Editor’s note: This is a live account of protest updates from Saturday, July 25 as the day unfolded. It is no longer being updated.

Protests over police tactics and systemic racism that began almost two months ago with the death of George Floyd, a black man who was killed by police in Minneapolis, continue in Seattle and the Pacific Northwest as President Donald Trump’s administration calls in the force of the federal government.

In response to nightly protests in Portland, Trump sent in a team of officers from various federal agencies who have clashed with protesters, made arrests and pulled demonstrators in for questioning in unmarked cars.

The president, who has also sent tactical border officers to stand by for duty in Seattle, has defended the action, calling the protests in Portland “worse than Afghanistan.”

On Friday, a federal judge issued a temporary restraining order blocking Seattle’s new law prohibiting police from using tear gas, blast balls and similar weapons. The law, which the Seattle City Council passed unanimously last month, was scheduled to go into effect on Sunday.

On Saturday, Seattle police Chief Carmen Best said officers working the Seattle protests would carry pepper spray and blast balls, but not tear gas.

Meanwhile, Mayor Jenny Durkan has pleaded with protesters to demonstrate peacefully.

She said she’s worried about people who are bent on disrupting protests, damaging property and provoking violence, and concerned about federal agents on the doorstep.

“I cannot overstate it enough, what is happening is frightening to me,” Durkan said at a Friday morning news conference. “It is frightening that you would use federal agents for political purposes.”

She said Trump is purposefully targeting Democratic cities.

Durkan also said she met with the King County executive, the county prosecutor, the Seattle city attorney and the state Attorney General’s Office, and that they will take “every legal step necessary” if federal forces intervene here as they have in Portland.

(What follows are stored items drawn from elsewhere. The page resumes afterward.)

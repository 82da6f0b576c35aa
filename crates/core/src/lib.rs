//! Scene-by-scene narration assembly.
//!
//! Each scene of a video project gets one audio segment: synthesized speech
//! when a script is available, otherwise audio extracted from the scene's
//! video. Segments are normalized and concatenated into one narration track.

pub mod audio;
pub mod concat;
pub mod config;
pub mod error;
pub mod media;
pub mod pipeline;
pub mod process;
pub mod recognition;
pub mod script;
pub mod tts;
pub mod types;
pub mod workspace;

Live updates: How Saturday's demonstrations are unfolding in Seattle and beyond

Capitol Hill protests come to a close after police retreat into East Precinct

Capitol Hill demonstrations started to wrap up early Sunday morning, after Seattle police officers eventually backed up and returned to the Police Department's East Precinct, multiple livestreams showed.

The police line, which stopped protesters at the corner of 11th Avenue and East Pine Street for hours Saturday evening, retreated into the precinct around 1 a.m. A few stragglers continued wandering through the neighborhood, but the majority of the crowd dispersed shortly after, livestreams showed.

Several people shouted reminders to the scattering group to return Sunday afternoon to continue protesting at Westlake Park in downtown Seattle.

Meanwhile, in Portland, protest groups continued to grow past midnight.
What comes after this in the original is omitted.